ABOUT THIS EXERCISE: Beginning with the first line below, please repeat the material exactly, ending with the line that includes "#[derive(Clone, Copy, Debug, PartialEq, Eq)]".

DATA PROVIDED:
▬▬▬▬▬▬
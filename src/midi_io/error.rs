//! Error definitions for `midi-io`.
//!
use std::error::Error;
use std::fmt::Display;

use futures::channel::mpsc;
use midir::{MidiInput, MidiOutput};

/// Error enum for errors originating in or evoked by `midi-io`.
#[derive(Debug)]
pub enum MidiIoError {
    /// An async channel to or from a port closed early.
    ChannelSender(mpsc::SendError),
    /// The writer thread has gone away.
    StdChannelSender(std::sync::mpsc::SendError<Vec<u8>>),
    /// The platform MIDI API could not be initialised.
    MidiInit(midir::InitError),
    /// A message could not be handed to the port.
    MidiSend(midir::SendError),
    /// A port's name could not be read.
    PortInfo(midir::PortInfoError),
    /// An input port could not be opened.
    MidiInputConnect(midir::ConnectError<MidiInput>),
    /// An output port could not be opened.
    MidiOutputConnect(midir::ConnectError<MidiOutput>),
    /// Errors with no underlying cause.
    Regular(ErrorKind),
}

/// Kinds of [`MidiIoError::Regular`].
#[derive(Clone, Copy, Debug, PartialEq, Eq)]
pub enum ErrorKind {
    /// No port has the requested name.
    MidiPortNameNotFound,
    /// The sink was closed, or its writer stopped.
    NotConnected,
}
impl Display for ErrorKind {
    fn fmt(&self, f: &mut std::fmt::Formatter<'_>) -> std::fmt::Result {
        match *self {
            ErrorKind::MidiPortNameNotFound => "named MIDI port not found",
            ErrorKind::NotConnected => "not connected to a MIDI port",
        }
        .fmt(f)
    }
}

impl Display for MidiIoError {
    fn fmt(&self, f: &mut std::fmt::Formatter<'_>) -> std::fmt::Result {
        match self {
            MidiIoError::ChannelSender(e) => e.fmt(f),
            MidiIoError::StdChannelSender(e) => e.fmt(f),
            MidiIoError::MidiInit(e) => e.fmt(f),
            MidiIoError::MidiSend(e) => e.fmt(f),
            MidiIoError::PortInfo(e) => e.fmt(f),
            MidiIoError::MidiInputConnect(e) => e.fmt(f),
            MidiIoError::MidiOutputConnect(e) => e.fmt(f),
            MidiIoError::Regular(k) => k.fmt(f),
        }
    }
}

impl Error for MidiIoError {
    fn source(&self) -> Option<&(dyn Error + 'static)> {
        None
    }
}

impl From<ErrorKind> for MidiIoError {
    fn from(value: ErrorKind) -> Self {
        MidiIoError::Regular(value)
    }
}
impl From<mpsc::SendError> for MidiIoError {
    fn from(e: mpsc::SendError) -> Self {
        MidiIoError::ChannelSender(e)
    }
}
impl From<std::sync::mpsc::SendError<Vec<u8>>> for MidiIoError {
    fn from(e: std::sync::mpsc::SendError<Vec<u8>>) -> Self {
        MidiIoError::StdChannelSender(e)
    }
}
impl From<midir::InitError> for MidiIoError {
    fn from(e: midir::InitError) -> Self {
        MidiIoError::MidiInit(e)
    }
}

impl From<midir::SendError> for MidiIoError {
    fn from(e: midir::SendError) -> Self {
        MidiIoError::MidiSend(e)
    }
}

impl From<midir::PortInfoError> for MidiIoError {
    fn from(e: midir::PortInfoError) -> Self {
        MidiIoError::PortInfo(e)
    }
}

impl From<midir::ConnectError<MidiInput>> for MidiIoError {
    fn from(e: midir::ConnectError<MidiInput>) -> Self {
        MidiIoError::MidiInputConnect(e)
    }
}
impl From<midir::ConnectError<MidiOutput>> for MidiIoError {
    fn from(e: midir::ConnectError<MidiOutput>) -> Self {
        MidiIoError::MidiOutputConnect(e)
    }
}
/// Result type for `midi-io` operations.
pub type Result<T> = std::result::Result<T, MidiIoError>;
#[cfg(test)]
mod tests {
    use super::*;
    use crate::hydrasynth::store::Patch;

    fn modes() -> ActiveModes {
        ActiveModes::default()
    }

    fn round_trip(modes: &ActiveModes, key: &str, value: i32) -> Update {
        let nrpn = encode_with(modes, key, value).unwrap();
        decode_with(modes, nrpn).unwrap()
    }

    #[test]
    fn arp_octave_destination_uses_the_table() {
        let nrpn = encode_with(&modes(), "modmatrix3modtarget", 5).unwrap();
        assert_eq!(nrpn.address, 0x3E * 128 + 0x02);
        assert_eq!(nrpn.value, 0x04 * 128 + 0x32);
        assert_eq!(nrpn.value, 562);
        let back = decode_with(&modes(), nrpn).unwrap();
        assert_eq!(back.key, "modmatrix3modtarget");
        assert_eq!(back.value, 5);
    }

    #[test]
    fn matrix_source_and_target_share_an_address() {
        let m = modes();
        let src = encode_with(&m, "modmatrix7modsource", 6).unwrap();
        let dst = encode_with(&m, "modmatrix7modtarget", 6).unwrap();
        assert_eq!(src.address, dst.address);
        assert_eq!(decode_with(&m, src).unwrap().key, "modmatrix7modsource");
        assert_eq!(decode_with(&m, dst).unwrap().key, "modmatrix7modtarget");
    }

    #[test]
    fn unknown_remap_values_decode_to_zero() {
        let address = nrpn_map::field("macro2target4").unwrap().address;
        let update = decode_with(&modes(), Nrpn::new(address, 0x3FFF)).unwrap();
        assert_eq!(update, Update { key: "macro2target4".into(), value: 0 });
    }

    #[test]
    fn sustain_alias_decodes_to_the_first_source() {
        let m = modes();
        let cc64 = (0..MOD_SOURCES.len())
            .find(|&i| MOD_SOURCES.name(i) == Some("CC 64"))
            .unwrap();
        let update = round_trip(&m, "modmatrix1modsource", cc64 as i32);
        assert_eq!(MOD_SOURCES.name(update.value as usize), Some("Sustain Ped"));
    }

    #[test]
    fn register_siblings_round_trip() {
        let m = modes();
        let cases = [
            ("osc2mode", 1),
            ("osc3semi", -24),
            ("osc1semi", 7),
            ("mutant4sourcefmlin", 3),
            ("ringmodsource2", 2),
            ("arpchance", 100),
            ("arpdivision", 4),
            ("ribbonglide", 90),
            ("osc2solowavscan6", 12),
            ("lfo3oneshot", 1),
            ("lfo1steps", 16),
            ("env2freerun", 1),
            ("env5reset", 1),
            ("env5bpmsync", 1),
            ("env1delaysyncoff", 100),
        ];
        for (key, value) in cases {
            assert_eq!(
                round_trip(&m, key, value),
                Update { key: key.into(), value },
                "{key}"
            );
        }
    }

    #[test]
    fn signed_register_offsets_by_128() {
        let nrpn = encode_with(&modes(), "osc2semi", -12).unwrap();
        assert_eq!(nrpn.value, 128 + 116);
    }

    #[test]
    fn shared_lfo_and_envelope_register_favours_the_lfo() {
        let lfo = nrpn_map::field("lfo1smooth").unwrap();
        let env = nrpn_map::field("env5loop").unwrap();
        assert_eq!(lfo.address, env.address);
        let nrpn = encode_with(&modes(), "env5loop", 1).unwrap();
        assert_eq!(decode_with(&modes(), nrpn).unwrap().key, "lfo1smooth");
    }

    #[test]
    fn unknown_selector_is_dropped() {
        let address = nrpn_map::field("arpdivision").unwrap().address;
        assert_eq!(decode_with(&modes(), Nrpn::new(address, 0x30 * 128 + 1)), None);
    }

    #[test]
    fn cents_use_a_14_bit_offset() {
        let m = modes();
        assert_eq!(encode_with(&m, "osc1cent", -50).unwrap().value, 8142);
        assert_eq!(encode_with(&m, "osc1cent", 50).unwrap().value, 50);
        assert_eq!(round_trip(&m, "osc3cent", -1).value, -1);
        assert_eq!(encode_with(&m, "allosccent", -50).unwrap().value, 8142);
        assert_eq!(
            round_trip(&m, "allosccent", -50),
            Update { key: "allosccent".into(), value: -50 }
        );
        assert_eq!(round_trip(&m, "allosccent", 50).value, 50);
    }

    #[test]
    fn scaling() {
        let m = modes();
        assert_eq!(encode_with(&m, "filter1cutoff", 100).unwrap().value, 800);
        assert_eq!(round_trip(&m, "filter1cutoff", 100).value, 100);
        // The synth sends sustain scaled but reads it unscaled.
        let sustain = encode_with(&m, "env1sustain", 100).unwrap();
        assert_eq!(sustain.value, 100);
        let incoming = Nrpn::new(sustain.address, 800);
        assert_eq!(decode_with(&m, incoming).unwrap().value, 100);
    }

    #[test]
    fn sync_gates_suppress_both_directions() {
        let mut m = modes();
        assert!(encode_with(&m, "lfo2ratesyncon", 10).is_none());
        let off = encode_with(&m, "lfo2ratesyncoff", 10).unwrap();
        m.set_synced("lfo2bpmsync", true);
        assert!(encode_with(&m, "lfo2ratesyncoff", 10).is_none());
        assert_eq!(decode_with(&m, off), None);
        let on = encode_with(&m, "lfo2ratesyncon", 10).unwrap();
        assert_eq!(decode_with(&m, on).unwrap().key, "lfo2ratesyncon");

        m.set_synced("voicevibratobpm", true);
        assert!(encode_with(&m, "voicevibratoratesyncoff", 3).is_none());
        assert!(encode_with(&m, "voicevibratoratesyncon", 3).is_some());
    }

    #[test]
    fn delay_time_follows_its_sync_flag() {
        let mut m = modes();
        assert!(encode_with(&m, "delaytimesyncon", 20).is_none());
        let off = encode_with(&m, "delaytimesyncoff", 20).unwrap();
        let on_address = nrpn_map::field("delaytimesyncon").unwrap().address;
        assert_eq!(decode_with(&m, Nrpn::new(on_address, 160)), None);
        assert_eq!(decode_with(&m, off).unwrap().key, "delaytimesyncoff");

        m.set_synced("delaybpmsync", true);
        assert!(encode_with(&m, "delaytimesyncoff", 20).is_none());
        assert_eq!(decode_with(&m, off), None);
        let on = encode_with(&m, "delaytimesyncon", 20).unwrap();
        assert_eq!(on.address, on_address);
        assert_eq!(
            decode_with(&m, on),
            Some(Update { key: "delaytimesyncon".into(), value: 20 })
        );
    }

    #[test]
    fn envelope_delay_register_follows_its_sync_flag() {
        let off_field = nrpn_map::field("env3delaysyncoff").unwrap();
        let on_field = nrpn_map::field("env3delaysyncon").unwrap();
        assert_eq!(off_field.address, on_field.address);
        let off_msg = Nrpn::new(off_field.address, 0x08 * 128 + 30);
        let on_msg = Nrpn::new(on_field.address, 0x18 * 128 + 30);

        let mut m = modes();
        assert!(encode_with(&m, "env3delaysyncon", 30).is_none());
        assert_eq!(encode_with(&m, "env3delaysyncoff", 30), Some(off_msg));
        assert_eq!(decode_with(&m, on_msg), None);
        assert_eq!(decode_with(&m, off_msg).unwrap().key, "env3delaysyncoff");

        m.set_synced("env3bpmsync", true);
        assert!(encode_with(&m, "env3delaysyncoff", 30).is_none());
        assert_eq!(encode_with(&m, "env3delaysyncon", 30), Some(on_msg));
        assert_eq!(decode_with(&m, off_msg), None);
        assert_eq!(
            decode_with(&m, on_msg),
            Some(Update { key: "env3delaysyncon".into(), value: 30 })
        );
        // Another envelope's flag does not open this one.
        m.set_synced("env3bpmsync", false);
        m.set_synced("env4bpmsync", true);
        assert_eq!(decode_with(&m, on_msg), None);
    }

    #[test]
    fn fx_params_follow_the_current_type() {
        let mut m = modes();
        m.pre_fx_type = 3;
        m.post_fx_type = 0;
        assert!(encode_with(&m, "prefx2param1", 10).is_none());
        let nrpn = encode_with(&m, "prefx3param4", 10).unwrap();
        assert_eq!(nrpn.address, nrpn_map::field("prefxparam4").unwrap().address);
        assert_eq!(nrpn.value, 80);
        assert_eq!(
            decode_with(&m, nrpn),
            Some(Update { key: "prefx3param4".into(), value: 10 })
        );

        assert!(encode_with(&m, "postfx1param1", 10).is_none());
        let slot = nrpn_map::field("postfxparam1").unwrap().address;
        assert_eq!(decode_with(&m, Nrpn::new(slot, 80)), None);
        assert!(encode_with(&m, "prefxparam1", 10).is_none());
    }

    #[test]
    fn single_keys_open_their_own_mode() {
        let on = ActiveModes::admitting("lfo2ratesyncon");
        assert!(on.is_synced("lfo2bpmsync"));
        assert!(encode_with(&on, "lfo2ratesyncon", 10).is_some());
        let off = ActiveModes::admitting("lfo2ratesyncoff");
        assert!(!off.is_synced("lfo2bpmsync"));
        assert!(encode_with(&off, "lfo2ratesyncoff", 10).is_some());

        let fx = ActiveModes::admitting("postfx6param3");
        assert_eq!((fx.pre_fx_type, fx.post_fx_type), (0, 6));
        let nrpn = encode_with(&fx, "postfx6param3", 12).unwrap();
        assert_eq!(nrpn.address, nrpn_map::field("postfxparam3").unwrap().address);
        assert_eq!(ActiveModes::admitting("filter1cutoff"), modes());
    }

    #[test]
    fn keys_without_wire_form() {
        let m = modes();
        for key in ["name", "category", "color", "bank", "number", "macro1name"] {
            assert!(encode_with(&m, key, 1).is_none(), "{key}");
        }
        assert_eq!(decode_with(&m, Nrpn::new(0, 0)), None);
    }

    #[test]
    fn store_wrappers_apply_updates() {
        let mut p = Patch::init();
        p.set_value("postfxtype", 8);
        let nrpn = Nrpn::new(nrpn_map::field("postfxparam1").unwrap().address, 900 * 8);
        let update = decode(&mut p, nrpn).unwrap();
        assert_eq!(update.key, "postfx8param1");
        assert_eq!(p.value("postfx8param1"), Some(900));
        assert_eq!(encode(&p, "postfx8param1"), Some(nrpn));
    }

    #[test]
    fn send_all_pauses_after_matrix_messages() {
        let mut p = Patch::init();
        p.set_value("prefxtype", 2);
        let pause = Duration::from_millis(50);
        let out = send_all(&p, 1, pause);
        let pauses = out.iter().filter(|o| **o == Outgoing::Pause(pause)).count();
        // 32 matrix slots, source and target each.
        assert_eq!(pauses, 64);
        assert!(out.iter().all(|o| match o {
            Outgoing::Midi(m) => m.len() == 3 && m[0] == 0xB0,
            Outgoing::Pause(_) => true,
            Outgoing::Sysex(_) => false,
        }));
        // Only the current pre effect's parameters are sent.
        let slot = nrpn_map::field("prefxparam1").unwrap().address;
        let slot_msgs = out
            .iter()
            .filter(|o| **o == Outgoing::Midi(vec![0xB0, 99, (slot >> 7) as u8]))
            .count();
        assert!(slot_msgs >= 1);
    }

    #[test]
    fn all_sounds_off_is_an_nrpn() {
        assert_eq!(
            all_sounds_off().to_midi(1),
            vec![vec![0xB0, 99, 0x3F], vec![0xB0, 98, 0x57], vec![0xB0, 6, 0], vec![0xB0, 38, 0]]
        );
    }

    #[test]
    fn silence_covers_every_channel() {
        let out = silence();
        assert_eq!(out.len(), 16 + 16 * 4);
        for ch in 0..16u8 {
            assert_eq!(out[usize::from(ch)], Outgoing::Midi(vec![0xB0 | ch, 123, 0]));
            let nrpn = &out[16 + 4 * usize::from(ch)..16 + 4 * usize::from(ch) + 4];
            assert_eq!(nrpn[0], Outgoing::Midi(vec![0xB0 | ch, 99, 0x3F]));
            assert_eq!(nrpn[1], Outgoing::Midi(vec![0xB0 | ch, 98, 0x57]));
            assert_eq!(nrpn[3], Outgoing::Midi(vec![0xB0 | ch, 38, 0]));
        }
    }
}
▬▬▬▬▬▬
REPLY TO THE TASK:
filename src/midi_io/error.rs
//! Error definitions for `midi-io`.
//!
use std::error::Error;
use std::fmt::Display;

use futures::channel::mpsc;
use midir::{MidiInput, MidiOutput};

/// Error enum for errors originating in or evoked by `midi-io`.
#[derive(Debug)]
pub enum MidiIoError {
    /// An async channel to or from a port closed early.
    ChannelSender(mpsc::SendError),
    /// The writer thread has gone away.
    StdChannelSender(std::sync::mpsc::SendError<Vec<u8>>),
    /// The platform MIDI API could not be initialised.
    MidiInit(midir::InitError),
    /// A message could not be handed to the port.
    MidiSend(midir::SendError),
    /// A port's name could not be read.
    PortInfo(midir::PortInfoError),
    /// An input port could not be opened.
    MidiInputConnect(midir::ConnectError<MidiInput>),
    /// An output port could not be opened.
    MidiOutputConnect(midir::ConnectError<MidiOutput>),
    /// Errors with no underlying cause.
    Regular(ErrorKind),
}

/// Kinds of [`MidiIoError::Regular`].
#[derive(Clone, Copy, Debug, PartialEq, Eq)]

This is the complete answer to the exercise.